### WORK TO COMPLETE:
Within the data that follows, how many lines contain the word "rest"? Reply with only the number.
RECORD SET Block Start
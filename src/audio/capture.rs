//! Microphone capture using cpal.
//!
//! Captures at the device's native sample rate, downsamples to the
//! configured pipeline rate, and slices the callback output into
//! fixed-size sequence-numbered blocks handed to the scheduler through
//! the drop-oldest handoff queue.

use crate::audio::handoff::{self, HandoffReceiver};
use crate::config::AudioConfig;
use crate::error::{PipelineError, Result};
use crate::pipeline::messages::{AudioBlock, Utterance};
use cpal::StreamConfig;
use cpal::traits::{DeviceTrait, HostTrait, StreamTrait};
use std::sync::{Arc, Mutex, PoisonError};
use std::time::{Duration, Instant};
use tokio_util::sync::CancellationToken;
use tracing::{debug, info, warn};

/// Audio capture from the system microphone.
pub struct AudioCapture {
    device: cpal::Device,
    stream_config: StreamConfig,
    /// Target sample rate for the pipeline (e.g. 16 kHz).
    target_sample_rate: u32,
    /// Samples per emitted block.
    block_size: usize,
    handoff_depth: usize,
}

impl AudioCapture {
    /// Resolve the input device and its native stream configuration.
    ///
    /// Uses the device's default configuration for maximum compatibility
    /// and downsamples to the target rate in software.
    ///
    /// # Errors
    ///
    /// Returns [`PipelineError::Device`] if no usable input device exists.
    pub fn new(config: &AudioConfig) -> Result<Self> {
        let host = cpal::default_host();

        let device = if let Some(ref name) = config.input_device {
            host.input_devices()
                .map_err(|e| PipelineError::Device(format!("cannot enumerate devices: {e}")))?
                .find(|d| {
                    d.description()
                        .ok()
                        .map(|desc| desc.name() == name)
                        .unwrap_or(false)
                })
                .ok_or_else(|| PipelineError::Device(format!("input device '{name}' not found")))?
        } else {
            host.default_input_device()
                .ok_or_else(|| PipelineError::Device("no default input device".into()))?
        };

        let device_name = device
            .description()
            .map(|d| d.name().to_owned())
            .unwrap_or_else(|_| "<unknown>".into());
        info!("using input device: {device_name}");

        let default_config = device
            .default_input_config()
            .map_err(|e| PipelineError::Device(format!("no default input config: {e}")))?;

        let native_rate = default_config.sample_rate();
        let native_channels = default_config.channels();

        let stream_config = StreamConfig {
            channels: native_channels,
            sample_rate: native_rate,
            buffer_size: cpal::BufferSize::Default,
        };

        if native_rate != config.input_sample_rate {
            info!(
                "will downsample from {}Hz to {}Hz",
                native_rate, config.input_sample_rate
            );
        }

        Ok(Self {
            device,
            stream_config,
            target_sample_rate: config.input_sample_rate,
            block_size: (config.block_size as usize).max(1),
            handoff_depth: config.handoff_depth,
        })
    }

    /// Record one utterance.
    ///
    /// The recording window ends when `window` elapses or `cancel` fires;
    /// either way the blocks produced so far are returned in capture order.
    /// A hardware stream error ends the window with
    /// [`PipelineError::Device`] instead.
    ///
    /// The hardware callback only ever pushes into the handoff queue; it
    /// never waits on the scheduler. The device is released on every exit
    /// path when the stream is dropped.
    ///
    /// # Errors
    ///
    /// Returns an error if the input stream cannot be created or fails
    /// mid-capture.
    pub async fn record(
        &self,
        window: Duration,
        cancel: &CancellationToken,
    ) -> Result<Utterance> {
        let native_rate = self.stream_config.sample_rate;
        let native_channels = self.stream_config.channels;
        let target_rate = self.target_sample_rate;
        let block_size = self.block_size;

        let (tx, mut rx) = handoff::bounded::<AudioBlock>(self.handoff_depth);
        let error_slot: Arc<Mutex<Option<String>>> = Arc::new(Mutex::new(None));
        let error_slot_cb = Arc::clone(&error_slot);

        // State owned by the data callback: pending samples not yet sliced
        // into a full block, and the next sequence number.
        let mut pending: Vec<f32> = Vec::with_capacity(block_size * 2);
        let mut next_seq: u64 = 0;

        let stream = self
            .device
            .build_input_stream(
                &self.stream_config,
                move |data: &[f32], _info: &cpal::InputCallbackInfo| {
                    let mono = if native_channels > 1 {
                        to_mono(data, native_channels)
                    } else {
                        data.to_vec()
                    };
                    let samples = if native_rate != target_rate {
                        downsample(&mono, native_rate, target_rate)
                    } else {
                        mono
                    };

                    pending.extend_from_slice(&samples);
                    while pending.len() >= block_size {
                        let rest = pending.split_off(block_size);
                        let block_samples = std::mem::replace(&mut pending, rest);
                        let evicted = tx.push(AudioBlock {
                            samples: block_samples,
                            sample_rate: target_rate,
                            channels: 1,
                            seq: next_seq,
                        });
                        next_seq += 1;
                        if evicted {
                            debug!("capture handoff full, dropped oldest block");
                        }
                    }
                },
                move |err| {
                    let mut slot = error_slot_cb
                        .lock()
                        .unwrap_or_else(PoisonError::into_inner);
                    if slot.is_none() {
                        *slot = Some(err.to_string());
                    }
                },
                None,
            )
            .map_err(|e| PipelineError::Device(format!("failed to build input stream: {e}")))?;

        stream
            .play()
            .map_err(|e| PipelineError::Device(format!("failed to start input stream: {e}")))?;

        debug!(
            "capture started: native {}Hz -> target {}Hz, {} samples/block",
            native_rate, target_rate, block_size
        );

        let utterance =
            collect_utterance(&mut rx, target_rate, window, cancel, &error_slot).await;

        drop(stream);
        if let Ok(ref u) = utterance {
            info!(
                "capture finished: {} blocks, {:.1}s, {} dropped",
                u.blocks.len(),
                u.duration_secs(),
                u.dropped_blocks
            );
        }
        utterance
    }
}

/// Assemble blocks from the handoff queue into an utterance.
///
/// Ends when the window elapses, the sender closes, or `cancel` fires;
/// blocks already produced are drained so cancellation yields exactly the
/// capture so far. A hardware error reported through `error_slot` is
/// terminal.
pub(crate) async fn collect_utterance(
    rx: &mut HandoffReceiver<AudioBlock>,
    sample_rate: u32,
    window: Duration,
    cancel: &CancellationToken,
    error_slot: &Arc<Mutex<Option<String>>>,
) -> Result<Utterance> {
    let started_at = Instant::now();
    let deadline = tokio::time::Instant::now() + window;
    let mut health = tokio::time::interval(Duration::from_millis(100));
    let mut blocks = Vec::new();

    loop {
        tokio::select! {
            block = rx.recv() => match block {
                Some(block) => blocks.push(block),
                None => break,
            },
            _ = tokio::time::sleep_until(deadline) => break,
            _ = cancel.cancelled() => {
                debug!("capture cancelled after {} blocks", blocks.len());
                break;
            }
            _ = health.tick() => {
                let failed = error_slot
                    .lock()
                    .unwrap_or_else(PoisonError::into_inner)
                    .take();
                if let Some(message) = failed {
                    warn!("input stream error: {message}");
                    return Err(PipelineError::Device(message));
                }
            }
        }
    }

    // Drain blocks that were produced before the window closed.
    while let Some(block) = rx.try_recv() {
        blocks.push(block);
    }

    Ok(Utterance {
        blocks,
        sample_rate,
        started_at,
        dropped_blocks: rx.dropped(),
    })
}

/// List available input devices.
///
/// # Errors
///
/// Returns an error if devices cannot be enumerated.
pub fn list_input_devices() -> Result<Vec<String>> {
    let host = cpal::default_host();
    let devices = host
        .input_devices()
        .map_err(|e| PipelineError::Device(format!("cannot enumerate devices: {e}")))?;

    let mut names = Vec::new();
    for device in devices {
        if let Ok(desc) = device.description() {
            names.push(desc.name().to_owned());
        }
    }
    Ok(names)
}

/// Write an utterance to `dir` as a 16-bit WAV file, named by its start
/// time. Debugging aid; failures are logged, never propagated.
pub fn dump_wav(utterance: &Utterance, dir: &std::path::Path) {
    if let Err(e) = try_dump_wav(utterance, dir) {
        warn!("failed to dump utterance WAV: {e}");
    }
}

fn try_dump_wav(utterance: &Utterance, dir: &std::path::Path) -> Result<()> {
    std::fs::create_dir_all(dir)?;
    let name = format!(
        "utterance-{}.wav",
        chrono::Utc::now().format("%Y%m%d-%H%M%S%.3f")
    );
    let path = dir.join(name);

    let spec = hound::WavSpec {
        channels: 1,
        sample_rate: utterance.sample_rate,
        bits_per_sample: 16,
        sample_format: hound::SampleFormat::Int,
    };
    let mut writer = hound::WavWriter::create(&path, spec)
        .map_err(|e| PipelineError::Device(format!("cannot create {}: {e}", path.display())))?;
    for sample in utterance.samples() {
        let clamped = (sample.clamp(-1.0, 1.0) * f32::from(i16::MAX)) as i16;
        writer
            .write_sample(clamped)
            .map_err(|e| PipelineError::Device(format!("WAV write failed: {e}")))?;
    }
    writer
        .finalize()
        .map_err(|e| PipelineError::Device(format!("WAV finalize failed: {e}")))?;
    debug!("dumped utterance to {}", path.display());
    Ok(())
}

/// Average interleaved multi-channel audio down to mono.
fn to_mono(data: &[f32], channels: u16) -> Vec<f32> {
    let ch = channels as usize;
    data.chunks_exact(ch)
        .map(|frame| frame.iter().sum::<f32>() / ch as f32)
        .collect()
}

/// Linear-interpolation downsampler.
///
/// Sufficient for speech (energy below 8 kHz), so no anti-alias filter.
fn downsample(samples: &[f32], src_rate: u32, dst_rate: u32) -> Vec<f32> {
    if src_rate == dst_rate || samples.is_empty() {
        return samples.to_vec();
    }

    let ratio = f64::from(src_rate) / f64::from(dst_rate);
    let out_len = (samples.len() as f64 / ratio) as usize;
    let mut output = Vec::with_capacity(out_len);

    for i in 0..out_len {
        let src_pos = i as f64 * ratio;
        let idx = src_pos as usize;
        let frac = src_pos - idx as f64;

        let sample = if idx + 1 < samples.len() {
            f64::from(samples[idx]) * (1.0 - frac) + f64::from(samples[idx + 1]) * frac
        } else {
            f64::from(samples[idx.min(samples.len() - 1)])
        };

        output.push(sample as f32);
    }

    output
}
RECORD SET Block End
### RESULT OF THE TASK:
2